Pubblicato il 3 settembre 2019 da Alessandro Izzi

VOTO:

Venezia 76 - Effetto domino

Il boom del mattone di qualche tempo fa ha lasciato, sparsi nel paesaggio, immensi ecomostri che sfidano il cielo sfaldandosi un po’ per volta in polveri dannose.
Sono ferite che deturpano il volto rugoso e forte della terra. Incisioni nella memoria collettiva che si impongono come un monito sull’inutilità dello sforzo titanico all’altezza del cemento che si proietta grigio verso un cielo fatto nuvoloso.
Intorno ai giganti che si sbriciolano nell’inquieta indifferenza, c’è però il lavoro di famiglie. Ci sono i muratori, come i trasportatori; i fornitori come gli imbianchini. Lo sforzo dell’economia di produrre alberghi che nessuno ha mai occupato, perché inutili sin dal progetto stesso che li ha fatti nascere, ha significato, almeno per un po’, stipendi, tredicesime, assegni, acquisti, crescita.
Rampazzo è tra questi. Ha vanga e piccone tatuati sul braccio dove prima avrebbero potuto stare falce e martello. Ha lavorato i mattoni tutta una vita. Ha costruito case e cose. Poi la crisi lo ha messo a lato e si è dovuto accontentare di sopravvivere nell’anonimato della disoccupazione.

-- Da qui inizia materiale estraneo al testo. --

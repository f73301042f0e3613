use std::collections::HashMap;
use std::sync::{Arc, Mutex, MutexGuard};

use async_trait::async_trait;

use super::{SnapshotStore, StoreError};

/// Process-local store. Clones share the same map, so a test can keep a
/// handle and inspect what a session saved.
#[derive(Debug, Clone, Default)]
pub struct MemoryStore {
    entries: Arc<Mutex<HashMap<String, String>>>,
}

impl MemoryStore {
    pub fn new() -> Self {
        Self::default()
    }

    fn entries(&self) -> Result<MutexGuard<'_, HashMap<String, String>>, StoreError> {
        self.entries
            .lock()
            .map_err(|e| StoreError::Database(format!("memory store poisoned: {e}")))
    }

    /// Synchronous peek, handy outside async code.
    pub fn get(
        &self,
        key: &str,
    ) -> Option<String> {
        self.entries().ok()?.get(key).cloned()
    }

    pub fn insert(
        &self,
        key: impl Into<String>,
        value: impl Into<String>,
    ) {
        if let Ok(mut entries) = self.entries() {
            entries.insert(key.into(), value.into());
        }
    }
}

#[async_trait]
impl SnapshotStore for MemoryStore {
    async fn load(&self, key: &str) -> Result<Option<String>, StoreError> {
        Ok(self.entries()?.get(key).cloned())
    }

    async fn save(&self, key: &str, value: &str) -> Result<(), StoreError> {
        self.entries()?.insert(key.to_string(), value.to_string());
        Ok(())
    }

    async fn delete(&self, key: &str) -> Result<(), StoreError> {
        self.entries()?.remove(key);
        Ok(())
    }
}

Rampazzo, che in pantofole non ci sa stare, a un certo punto ha un’idea che forse gli è dettata proprio dal paesaggio, fatto di costruzioni vuote e inutilizzate, uno scenario urbano che è vecchio anche se non è mai stato nuovo.
Quest’idea è quella di acquisire quanto più si può di terra e scheletri di palazzi per costruire un quartiere che pure è vecchio, ma dentro, per chi lo vivrà, o meglio: per chi ci andrà a morire, fingendo magari di essere nuovo ancora per un po’.
Un quartiere per pensionati, insomma. Ma ricchi. Di quelli che hanno lavorato una vita e che spenderebbero volentieri ogni risparmio per comprarsi una casa di riposo che fa finta di non essere un parcheggio in attesa della triste mietitrice.

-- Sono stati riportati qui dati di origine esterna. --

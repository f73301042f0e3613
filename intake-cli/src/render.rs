//! Plain-text views of the form for the terminal.

use intake_core::calculations::{display_amount, format_amount, format_file_size};
use intake_core::template::PARCEL_TEMPLATE_FILE_NAME;
use intake_core::wizard::is_currency_field;
use intake_core::{DealDetails, FieldErrors, FormState};
use rust_decimal::Decimal;
use serde_json::Value;

const INDENT: &str = "  ";

/// Everything the borrower has entered so far, plus derived values and
/// outstanding errors.
pub fn render_status(state: &FormState) -> Result<String, serde_json::Error> {
    let mut lines = vec![state.step().to_string()];

    let Some(deal) = state.deal() else {
        lines.push("No transaction type selected.".to_string());
        return Ok(finish(lines));
    };
    lines.push(format!("Transaction: {}", deal.deal_type().label()));

    lines.push(String::new());
    lines.push("Deal details".to_string());
    push_fields(&mut lines, "", &deal.to_form_data()?);
    if let DealDetails::Land(land) = deal {
        if land.is_multi_parcel() && land.multi_parcel_spreadsheet.is_none() {
            lines.push(format!(
                "Multiple parcels: run `intake template` and attach the completed \
                 {PARCEL_TEMPLATE_FILE_NAME} to multiParcelSpreadsheet."
            ));
        }
    }

    if let Some(coverage) = state.coverage() {
        lines.push(String::new());
        lines.push("Cash flow".to_string());
        lines.push(format!(
            "{INDENT}calculatedNOI: {}",
            format_amount(coverage.net_operating_income)
        ));
        lines.push(format!(
            "{INDENT}calculatedDSCR: {}",
            coverage.debt_service_coverage_ratio.round_dp(2)
        ));
    }

    lines.push(String::new());
    lines.push("Title company".to_string());
    push_fields(&mut lines, "", &serde_json::to_value(state.title())?);

    lines.push(String::new());
    lines.push("Experience".to_string());
    push_fields(&mut lines, "", &serde_json::to_value(state.experience())?);

    if !state.errors().is_empty() {
        lines.push(String::new());
        lines.extend(render_errors(state.errors()).lines().map(str::to_string));
    }

    Ok(finish(lines))
}

pub fn render_errors(errors: &FieldErrors) -> String {
    format!("Errors\n{errors}")
}

fn finish(lines: Vec<String>) -> String {
    let mut out = lines.join("\n");
    out.push('\n');
    out
}

fn push_fields(
    lines: &mut Vec<String>,
    prefix: &str,
    value: &Value,
) {
    match value {
        Value::Object(map) if is_file(value) => {
            lines.push(format!("{INDENT}{prefix}: {}", file_summary(map)));
        }
        Value::Object(map) => {
            for (key, child) in map {
                let path = if prefix.is_empty() {
                    key.clone()
                } else {
                    format!("{prefix}.{key}")
                };
                push_fields(lines, &path, child);
            }
        }
        Value::Array(items) if items.is_empty() => {
            lines.push(format!("{INDENT}{prefix}: (none)"));
        }
        Value::Array(items) => {
            for (i, item) in items.iter().enumerate() {
                push_fields(lines, &format!("{prefix}[{i}]"), item);
            }
        }
        Value::Null => push_value(lines, prefix, ""),
        Value::String(s) => push_value(lines, prefix, s),
        Value::Number(n) if is_currency_field(prefix) => match n.to_string().parse::<Decimal>() {
            Ok(amount) => push_value(lines, prefix, &display_amount(amount)),
            Err(_) => push_value(lines, prefix, &n.to_string()),
        },
        other => push_value(lines, prefix, &other.to_string()),
    }
}

/// Blank values leave no trailing space.
fn push_value(
    lines: &mut Vec<String>,
    prefix: &str,
    text: &str,
) {
    if text.is_empty() {
        lines.push(format!("{INDENT}{prefix}:"));
    } else {
        lines.push(format!("{INDENT}{prefix}: {text}"));
    }
}

fn is_file(value: &Value) -> bool {
    value.get("name").is_some_and(Value::is_string) && value.get("size").is_some_and(Value::is_u64)
}

fn file_summary(map: &serde_json::Map<String, Value>) -> String {
    let name = map.get("name").and_then(Value::as_str).unwrap_or_default();
    let size = map.get("size").and_then(Value::as_u64).unwrap_or_default();
    format!("{name} ({})", format_file_size(size))
}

New Old, lo chiamano nei progetti, questo quartiere ancora a venire, che se ne sta acquattato nelle idee. Invenzione visionaria che nasce dalla considerazione che, nel 2050, per la prima volta nella storia dell’umanità (e forse nella storia naturale tutta) più della metà della popolazione mondiale sarà composta da over sessantacinquenni e che proprio a loro dovrà rivolgersi l’economia in cerca di nuovi polli da spennare.

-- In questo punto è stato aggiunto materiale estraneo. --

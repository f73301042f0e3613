use std::collections::BTreeMap;

use chrono::{DateTime, Utc};
use futures::future::try_join_all;
use serde_json::Value;
use tracing::{error, info};

use super::{DocumentStorage, SubmissionError, WebhookSink, build_payload, object_path};
use crate::wizard::FormState;

/// What a successful submission produced.
#[derive(Debug, Clone, PartialEq)]
pub struct SubmissionReceipt {
    pub payload: Value,
    /// Field name → public URL of each uploaded document.
    pub files: BTreeMap<String, String>,
    pub submitted_at: DateTime<Utc>,
    pub confirmation: &'static str,
}

/// Uploads documents, then posts the payload.
pub struct SubmissionPipeline<D, W> {
    storage: D,
    webhook: W,
}

impl<D, W> SubmissionPipeline<D, W>
where
    D: DocumentStorage,
    W: WebhookSink,
{
    pub fn new(
        storage: D,
        webhook: W,
    ) -> Self {
        Self { storage, webhook }
    }

    pub fn storage(&self) -> &D {
        &self.storage
    }

    pub fn webhook(&self) -> &W {
        &self.webhook
    }

    pub async fn run(
        &self,
        state: &FormState,
    ) -> Result<SubmissionReceipt, SubmissionError> {
        self.run_at(state, Utc::now()).await
    }

    /// Runs the submission as of `submitted_at`.
    ///
    /// Upload `i` (in field order) is stored under the timestamp
    /// `submitted_at + i` milliseconds, so two documents with the same file
    /// name never share an object path.
    pub async fn run_at(
        &self,
        state: &FormState,
        submitted_at: DateTime<Utc>,
    ) -> Result<SubmissionReceipt, SubmissionError> {
        let deal = state.deal().ok_or(SubmissionError::NoDealType)?;
        let deal_type = deal.deal_type();
        let base_ms = submitted_at.timestamp_millis();

        let uploads = deal
            .files()
            .into_iter()
            .enumerate()
            .map(|(i, (field, file))| {
                let path = object_path(base_ms + i as i64, &file.name);
                async move {
                    info!(field, path = %path, size = file.size, "uploading document");
                    match self.storage.upload(&path, file).await {
                        Ok(url) => Ok((field.to_string(), url)),
                        Err(source) => {
                            error!(field, path = %path, "upload failed: {}", source);
                            Err(SubmissionError::Upload {
                                field: field.to_string(),
                                source,
                            })
                        }
                    }
                }
            });
        let files: BTreeMap<String, String> = try_join_all(uploads).await?.into_iter().collect();

        let payload = build_payload(state, &files, submitted_at)?;

        if let Err(e) = self.webhook.deliver(&payload).await {
            error!(%deal_type, "webhook delivery failed: {}", e);
            return Err(SubmissionError::Webhook(e));
        }

        info!(%deal_type, documents = files.len(), "application submitted");
        Ok(SubmissionReceipt {
            payload,
            files,
            submitted_at,
            confirmation: deal_type.confirmation_message(),
        })
    }
}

Così Rampazzo, senza neanche rendersene conto, proprio lui che ha lavorato tutta una vita con il sudore della fronte e un’idea di dignità nelle mani callose, comincia a ragionare come un mastino della nuova finanza.
Non si accorge che la sua idea, in fondo, è come quella di mettere i polli in batteria aspettando che sfornino le uova. Non si accorge della mercificazione dell’individuo. Ed entra da protagonista nell’agone degli squali senza accorgersi che è appena poco più di un pesce rosso, attirandosi dapprima il ben volere delle banche che gli concedono prestiti e poi quello degli uscieri comunali che già annusano mazzette.
In fondo, l’idea dell’allevamento di vecchietti che credono di essere felici come in Matrix piace un po’ a tutti. A troppi, anzi. E, infatti, (e qui casca l’asino) attira anche le attenzioni di investitori esterni, dal cattivissimo oriente, che non ci mettono molto, anzi appena due bocconi, a mangiargli l’idea, riducendolo sul lastrico.
Non prima però di avere avviato un effetto domino che, dopo aver smosso per un po’ il sogno di molti, si lascia dietro lavoratori non pagati, ditte fallite, fornitori alla fame.
Del resto, l’economia di oggi è questo: smuovere denari virtuali e lasciar morire tutto ciò che non sta al gioco.

Effetto domino nasce da un romanzo, ma diventa film con uno sguardo al mondo del documentario.
Racconta il mondo di oggi, dell’alta finanza come del piccolo lavoratore, con lo sguardo entomologico dello scienziato. E tiene una distanza fredda, fenomenica, di chi guarda dall’alto, senza cercare altra immedesimazione nei drammi raccontati se non quella che deriva dal vedere il leone che divora la gazzella.
Si tratta di un film forte, capace di stare nell’ambiente, di vivere lo spazio come parte integrante del racconto e il paesaggio urbano come elemento che influenza e, anzi, spesso definisce le psicologie di chi, in quel paesaggio ci vive.
Il risultato è rigoroso, ma non sempre ugualmente convincente anche perché in questa lenta calata all’inferno, l’umiliazione subita da chi il potere non ce l’ha, ma si dibatte per non essere mangiato, si ferma sempre un passo prima dello scandalo che scuote. Ed è un peccato perché un film come questo, anomalo, forte, importante, avrebbe forse guadagnato da qualche pugno in più nello stomaco molle di un pubblico lobotomizzato troppo da un eccesso di TV.


CAST & CREDITS

(Effetto domino); Regia: Alessandro Rossetto; soggetto e sceneggiatura: Caterina Serra, Alessandro Rossetto; liberamente ispirato al romanzo Effetto Domino di Romolo Bugaro Edito da Marsilio Editori; fotografia: Daniel Mazza; montaggio: Jacopo Quadri; musica: Alessandro Cellai e Paolo Segat, Valerio Vigliar, Maria Roveran; interpreti: Diego Ribon, Mirko Artuso, Maria Roveran, Nicoletta Maragno, Roberta Da Soller, Olivier Rabourdin, Lucia Mascino, Marco Paolini; produzione: JOLEFILM con RAI CINEMA; origine: Italia, 2019; durata: 104’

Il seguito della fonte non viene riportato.